We identified three genes carrying the nitrate and nitrite sensing (NIT) domain (IPR013587) in the P. calceolata genome. Using NCBI non-redundant proteins and marine genomic databases (see “Methods”), 60 homologous proteins of the NIT-sensing domains of P. calceolata were identified. These homologs are restricted to the Pelagophyceae class (16 transcriptomes), the Dictyochophyceae class (6 transcriptomes) and one putative cryptophyte transcriptome. The phylogenetic tree of this protein family shows three subfamilies diverging before the Dictyochophyceae/Pelagophyceae separation (Supplementary Fig. S11). One P. calceolata protein carries a NIT-sensing domain surrounded by two transmembrane domains suggesting a capacity for external nitrate/nitrite sensing while the two other NIT genes carry a protein-kinase domain (IPR000719) suggesting phosphorylation-based signal transduction dependent on intracellular nitrate or nitrite concentration (Fig. 5b). To investigate this possibility, we studied the expression levels of NIT-sensing genes. The potential external NIT-sensing gene is indeed significantly overexpressed in low-nitrate environments. In contrast, only one of the intracellular NIT-sensing genes is upregulated in nitrate-rich environments (Fig. 5c). This result suggests an important role of the NIT-sensing genes in the acclimation to environmental nitrate concentrations.
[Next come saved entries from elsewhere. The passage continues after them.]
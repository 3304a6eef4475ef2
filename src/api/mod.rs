pub mod services;

pub use services::{health_routes, location_routes};
//! Logging initialization
//!
//! Installs the global tracing subscriber from the `[logging]` config
//! section: console output by default, an append-only file or a daily
//! rotated file set when `file` is configured, text or JSON formatting.

use tracing_appender::non_blocking::WorkerGuard;
use tracing_appender::rolling;
use tracing_subscriber::EnvFilter;

use crate::config::LoggingConfig;

/// Initialize the logging system
///
/// Called once at startup, before anything logs. The returned
/// `WorkerGuard` flushes the non-blocking writer and must be held for
/// the lifetime of the process. Panics if the log file cannot be opened
/// or a subscriber is already installed.
pub fn init_logging(config: &LoggingConfig) -> WorkerGuard {
    let log_file = config.file.as_deref().filter(|f| !f.is_empty());

    let writer: Box<dyn std::io::Write + Send + Sync> = match log_file {
        Some(path) if config.enable_rotation => {
            Box::new(daily_appender(path, config.max_backups))
        }
        Some(path) => {
            let file = std::fs::OpenOptions::new()
                .create(true)
                .append(true)
                .open(path)
                .expect("Failed to open log file");
            Box::new(file)
        }
        None => Box::new(std::io::stdout()),
    };

    let (non_blocking_writer, guard) = tracing_appender::non_blocking(writer);

    let subscriber_builder = tracing_subscriber::fmt()
        .with_writer(non_blocking_writer)
        .with_env_filter(EnvFilter::new(config.level.clone()))
        .with_ansi(log_file.is_none());

    if config.format == "json" {
        subscriber_builder.json().init();
    } else {
        subscriber_builder.init();
    }

    guard
}

/// Daily-rotated appender next to the configured log path, keeping
/// `max_backups` files
fn daily_appender(path: &str, max_backups: u32) -> rolling::RollingFileAppender {
    let path = std::path::Path::new(path);
    let dir = path.parent().unwrap_or_else(|| std::path::Path::new("."));
    let prefix = path
        .file_stem()
        .and_then(|stem| stem.to_str())
        .unwrap_or("iplocator");

    rolling::Builder::new()
        .rotation(rolling::Rotation::DAILY)
        .filename_prefix(prefix)
        .filename_suffix("log")
        .max_log_files(max_backups as usize)
        .build(dir)
        .expect("Failed to create rolling log appender")
}
use std::sync::Arc;

use async_trait::async_trait;
use tracing::error;

use crate::config::CacheConfig;
use crate::errors::{IpLocatorError, Result};
use crate::repository::Location;

pub mod moka;
pub mod null;

/// In-memory cache collaborator
///
/// Second-tier lookup for the resolver: read when a store read fails,
/// written through after every successful refresh. TTL eviction is the
/// implementation's concern.
#[async_trait]
pub trait LocationCache: Send + Sync {
    async fn get(&self, id: &str) -> Option<Location>;
    async fn set(&self, location: Location);
    async fn invalidate_all(&self);
}

pub struct CacheFactory;

impl CacheFactory {
    pub fn create(config: &CacheConfig) -> Result<Arc<dyn LocationCache>> {
        match config.backend.as_str() {
            "memory" => Ok(Arc::new(moka::MokaCacheWrapper::new(config))),
            "null" => Ok(Arc::new(null::NullCache)),
            other => {
                error!("Unknown cache backend: {}", other);
                Err(IpLocatorError::config(format!(
                    "Unknown cache backend: {}. Supported: memory, null",
                    other
                )))
            }
        }
    }
}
Finally, we identified genes involved in nitrogen recycling from organic compounds which are important in several species in case of inorganic nitrogen deprivation. One arginase and one cyanate lyase were detected in the P. calceolata genome but no gene encoding formamidase. In addition, the number of gene copies for enzymes involved in the urea cycle (carbamoyl-phosphate synthetase, ornithine carbamoyltransferase, argininosuccinate synthase and argininosuccinate lyase) is equal or slightly lower than in other algae (Fig. 5a and Supplementary Data 9). Among these genes, only the cyanate lyase is overexpressed in low-nitrate conditions suggesting cyanate is an important alternative source of organic nitrogen for P. calceolata (Supplementary Fig. S10).

Discussion

The essential roles of phytoplankton in oceanic ecosystems have been illustrated many times, however, numerous lineages are still poorly explored and model organisms are restricted to a few taxa (mainly diatoms, prasinophytes, and haptophytes) limiting the global understanding of phytoplankton activity. The P. calceolata genome assembled and annotated in this study reveals a previously underestimated high abundance of P. calceolata in the oceans and brings new insights into specific genomic features of this algae class related to its adaptation to specific environments.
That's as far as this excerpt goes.